Tag Archives: Securities

Investing in a Mongolia Company: Common vs Preferred Shares

In general, purpose of investment is for one to gain profits and raise capital by acquiring certain assets, such as real estate, shares, bonds and so on, which are projected to rise in value. However, the significance of investment, particularly foreign investment is that it lets the investor not only raise its own capital, but it also becomes a tool for economic growth in Mongolia or any country. In this article we will take a look at a shareholder’s practical options as regards ownership of shares in a Mongolia company.

As provided in the Law of Mongolia on Securities Markets, a share evidences the investment of a shareholder in a company, gives its holder the right to vote at shareholders meetings, to receive dividends and to receive a proportionate share of proceeds from the sale of the company’s assets remaining following its liquidation. Shares are classified into common or preferred shares. There are several differences between the two, with each having it’s own pros and cons.

Most companies issue common shares, and similarly most investors acquire common shares. Common shares may benefit shareholders through appreciation and through dividends. Common shares also come with voting rights, giving shareholders more control over the business. In addition, common shares come with pre-emptive rights, ensuring that existing shareholders have a right to buy new shares and maintain their original percentage of ownership when the company issues new shares. A Common shareholder is entitled to following:

  1. Receive dividends: depending on company’s profitability and board of directors’ decision whether to distribute the profit, shareholder is entitled to receive dividends. Dividends may be paid in cash, as well as in form of assets and/or securities.
  2. Be involved in the management of the company by voting: shareholder is entitled to participate in shareholders meetings and vote regarding all issues proposed at such meetings. One common share comes with one voting right.
  3. Shareholder is entitled to receive and obtain all and any information regarding the company’s activities at any time.
  4. Receive a share of proceeds from the sale of the company`s remaining assets following liquidation of the company: following liquidation of the company and payment of all debts to creditors, shareholder is entitled to receive a share of proceeds (if any) from the sale of the company’s remaining assets.
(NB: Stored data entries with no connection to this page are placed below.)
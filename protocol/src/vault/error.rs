//! Error types for the vault lifecycle.
//!
//! Every public vault operation that can fail returns a [`VaultError`].
//! Whatever the variant, the failed call has had no net effect: shares,
//! allowances, custody and the venue position are as they were.

use thiserror::Error;

use crate::config::ConfigError;
use crate::ledger::{MathError, TokenError};
use crate::venue::VenueError;
use crate::AccountId;

/// Errors returned by [`Vault`](super::Vault) operations.
#[derive(Debug, Error, Clone, PartialEq, Eq)]
pub enum VaultError {
    /// The requested amount was zero.
    #[error("amount must be greater than zero")]
    ZeroAmount,

    /// The request is non-zero but converts to zero on the other side of the
    /// exchange rate. Minting or burning nothing would let dust through.
    #[error("invalid amount: {requested} {denomination} converts to zero")]
    InvalidAmount {
        /// The amount the caller asked for.
        requested: u64,
        /// What `requested` was denominated in: "assets" or "shares".
        denomination: &'static str,
    },

    /// The owner holds fewer shares than the operation burns or moves.
    #[error("insufficient shares for {holder}: holds {available}, needs {required}")]
    InsufficientBalance {
        /// Share holder being debited.
        holder: AccountId,
        /// Shares the holder has.
        available: u64,
        /// Shares the operation needs.
        required: u64,
    },

    /// The caller acts for an owner without enough share allowance.
    #[error("insufficient share allowance: {spender} may spend {allowance} of {owner}'s shares, needs {required}")]
    InsufficientAllowance {
        /// Share owner.
        owner: AccountId,
        /// Caller acting on the owner's behalf.
        spender: AccountId,
        /// Remaining allowance.
        allowance: u64,
        /// Shares the operation needs.
        required: u64,
    },

    /// The depositor doesn't hold the underlying it is trying to deposit.
    #[error("insufficient {asset} for {account}: holds {available}, needs {required}")]
    InsufficientAssets {
        /// Underlying asset.
        asset: String,
        /// Account being debited.
        account: AccountId,
        /// Units the account has.
        available: u64,
        /// Units the operation needs.
        required: u64,
    },

    /// The venue refused or could not complete a supply or release.
    #[error("venue unavailable: {0}")]
    VenueUnavailable(#[source] VenueError),

    /// Exchange-rate math failed.
    #[error("conversion failed: {0}")]
    Math(#[from] MathError),

    /// A ledger failure with no more specific vault meaning (supply
    /// overflow, in practice).
    #[error("ledger error: {0}")]
    Ledger(#[source] TokenError),

    /// Construction parameters were rejected.
    #[error("invalid configuration: {0}")]
    Config(#[from] ConfigError),
}

impl VaultError {
    /// Maps a share-ledger failure onto the vault taxonomy.
    pub(crate) fn from_shares(err: TokenError, requested: u64) -> Self {
        match err {
            TokenError::InvalidAmount { .. } => VaultError::InvalidAmount {
                requested,
                denomination: "shares",
            },
            TokenError::InsufficientBalance {
                account,
                available,
                requested,
                ..
            } => VaultError::InsufficientBalance {
                holder: account,
                available,
                required: requested,
            },
            TokenError::InsufficientAllowance {
                owner,
                spender,
                allowance,
                requested,
                ..
            } => VaultError::InsufficientAllowance {
                owner,
                spender,
                allowance,
                required: requested,
            },
            other => VaultError::Ledger(other),
        }
    }

    /// Maps an underlying-asset ledger failure onto the vault taxonomy.
    pub(crate) fn from_assets(err: TokenError) -> Self {
        match err {
            TokenError::InsufficientBalance {
                symbol,
                account,
                available,
                requested,
            } => VaultError::InsufficientAssets {
                asset: symbol,
                account,
                available,
                required: requested,
            },
            other => VaultError::Ledger(other),
        }
    }
}

#[cfg(test)]
mod tests {
    use super::*;

    #[test]
    fn share_shortfall_maps_to_insufficient_balance() {
        let err = VaultError::from_shares(
            TokenError::InsufficientBalance {
                symbol: "yvUSDC".into(),
                account: "alice".into(),
                available: 5,
                requested: 9,
            },
            9,
        );
        assert_eq!(
            err,
            VaultError::InsufficientBalance {
                holder: "alice".into(),
                available: 5,
                required: 9,
            }
        );
    }

    #[test]
    fn zero_share_amount_maps_to_invalid_amount() {
        let err = VaultError::from_shares(
            TokenError::InvalidAmount {
                symbol: "yvUSDC".into(),
            },
            0,
        );
        assert!(matches!(
            err,
            VaultError::InvalidAmount {
                denomination: "shares",
                ..
            }
        ));
    }

    #[test]
    fn asset_shortfall_maps_to_insufficient_assets() {
        let err = VaultError::from_assets(TokenError::InsufficientBalance {
            symbol: "USDC".into(),
            account: "bob".into(),
            available: 1,
            requested: 2,
        });
        assert!(matches!(err, VaultError::InsufficientAssets { available: 1, required: 2, .. }));
    }

    #[test]
    fn venue_errors_keep_their_source() {
        let err = VaultError::VenueUnavailable(VenueError::InsufficientLiquidity {
            requested: 501,
            available: 500,
        });
        assert_eq!(
            err.to_string(),
            "venue unavailable: insufficient venue liquidity: requested 501, available 500"
        );
    }
}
In contrast, preferred shares in Mongolia, as in other countries, take priority over common shares, when dividends are distributed, as well as when the company is liquidated and pays its lenders, preferred shareholders receive payment before common shareholders. However, preferred shares typically do not offer voting rights in the company and have set payment criteria, a dividend that is paid out regularly. Usually preferred shares are issued when privatizing a state property or if a private company wants to attract additional funding (investment) without changing company’s control package. Preferred shareholder is entitled to following:

  1. Receive dividends before common shareholders: dividends are paid out to preferred shareholders before common share dividends are issued.
  2. Receive dividends regularly: while for common shareholder dividends are paid out only if company is profitable and board of directors decides to distribute profit, for preferred shareholder dividends are paid out regularly regardless of circumstances. Even if the company was not profitable and could not pay dividends, the payment is accumulated, and two-year dividend should be paid the following year.
  3. Receive a share of proceeds from the sale of the company`s remaining assets following liquidation of the company first: if the company is liquidating, shareholder is entitled to be paid from company assets first (before common shareholders).
  4. If provided in company charter, preferred shares may be converted into common shares.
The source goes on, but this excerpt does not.